Parsing Logentries output safely using Rust

April 26, 2016

I'm fascinated by Rust for it's safety and speed, but also because it's simple to write low level code in what feels like a high level language. To that end, I've been working on a small Rust project at TotallyMoney.com (where I work) for the last week or so to see if it's viable for production use. It's a simple service that polls a Logentries endpoint for JSON, parses it and saves some values in a Postgres database. It's not a very complicated task, but I saw this as a good opportunity to try Rust in a production-ish role.

Header photo by Sandra Starke

Note: I could very well have written this in NodeJS like the rest of the app it fits into, but I wanted to learn Rust a little better.
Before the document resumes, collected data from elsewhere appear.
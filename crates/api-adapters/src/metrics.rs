//! Prometheus counters for submissions and moderation activity.

use prometheus_client::encoding::text::encode;
use prometheus_client::encoding::{EncodeLabelSet, EncodeLabelValue};
use prometheus_client::metrics::counter::Counter;
use prometheus_client::metrics::family::Family;
use prometheus_client::registry::Registry;

#[derive(Clone, Debug, Hash, PartialEq, Eq, EncodeLabelValue)]
pub enum Resolution {
    Delete,
    Keep,
}

#[derive(Clone, Debug, Hash, PartialEq, Eq, EncodeLabelSet)]
pub struct ResolutionLabels {
    pub action: Resolution,
}

pub struct Metrics {
    registry: Registry,
    pub posts_created: Counter,
    pub reports: Counter,
    pub escalations: Counter,
    resolutions: Family<ResolutionLabels, Counter>,
}

impl Default for Metrics {
    fn default() -> Self {
        Self::new()
    }
}

impl Metrics {
    pub fn new() -> Self {
        let mut registry = Registry::with_prefix("moments");
        let posts_created = Counter::default();
        let reports = Counter::default();
        let escalations = Counter::default();
        let resolutions = Family::<ResolutionLabels, Counter>::default();

        registry.register("posts_created", "Posts submitted", posts_created.clone());
        registry.register("reports", "Reports recorded against posts", reports.clone());
        registry.register("escalations", "Reports that left a post hidden", escalations.clone());
        registry.register("resolutions", "Moderator resolutions by action", resolutions.clone());

        Self { registry, posts_created, reports, escalations, resolutions }
    }

    pub fn record_resolution(&self, action: Resolution) {
        self.resolutions.get_or_create(&ResolutionLabels { action }).inc();
    }

    /// OpenMetrics text exposition of every registered metric.
    pub fn encode(&self) -> Result<String, std::fmt::Error> {
        let mut body = String::new();
        encode(&mut body, &self.registry)?;
        Ok(body)
    }
}

#[cfg(test)]
mod tests {
    use super::*;

    #[test]
    fn counters_show_up_in_exposition() {
        let metrics = Metrics::new();
        metrics.reports.inc();
        metrics.reports.inc();
        metrics.record_resolution(Resolution::Keep);

        let body = metrics.encode().unwrap();
        assert!(body.contains("moments_reports_total 2"));
        assert!(body.contains(r#"moments_resolutions_total{action="Keep"} 1"#));
        assert!(body.contains("moments_posts_created_total 0"));
    }
}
The memory safety of Rust is somewhat lost on this task but it's interesting how the language handles errors and optional types. Read on for more.

I'm not very good at Rust (yet), so I may be writing terrible Rust code. Let me know @jam_waffles if I've made any glaring mistakes!

Dependencies

I'm assuming you've got Rust, Cargo and a project folder (cargo init --bin will do) set up for this project. I'm going to use the following crates:

hyper; HTTP library for making GET requests to Logentries
chrono; Date and time, we'll be using it to store the log entry timestamp
time; More date and time, used in this case for sleeping for a certain number of milliseconds
rustc_serialize; JSON parsing

My Cargo.toml looks like this:

[package]
name = "logentries_poller"
version = "0.1.0"
authors = ["James Waples <jamwaffles@gmail.com>"]

[dependencies]
hyper = "^0.8.1"
rustc-serialize = "^0.3.19"
chrono = "^0.2"
time = "^0.1"

Crates will be installed/updated when you run cargo build or cargo run for the first time. Pretty neat!

Fetching Logentries data

First, we need to fetch some stuff from Logentries to parse. Logentries provides a simple GET endpoint which returns lines of a particular log. Their documentation specifies the URL as something like this:

https://pull.logentries.com/YOUR_LOGENTRIES_ACCOUNT_KEY/hosts/YOUR_LOG_SET_NAME/YOUR_LOG_NAME/?start=-10000

For our purposes we only want the last 10 seconds of data (?start=-10000). The code will poll Logentries every 5 seconds, so requesting the last 10 seconds worth of data will provide a crude mechanism to deal with failures.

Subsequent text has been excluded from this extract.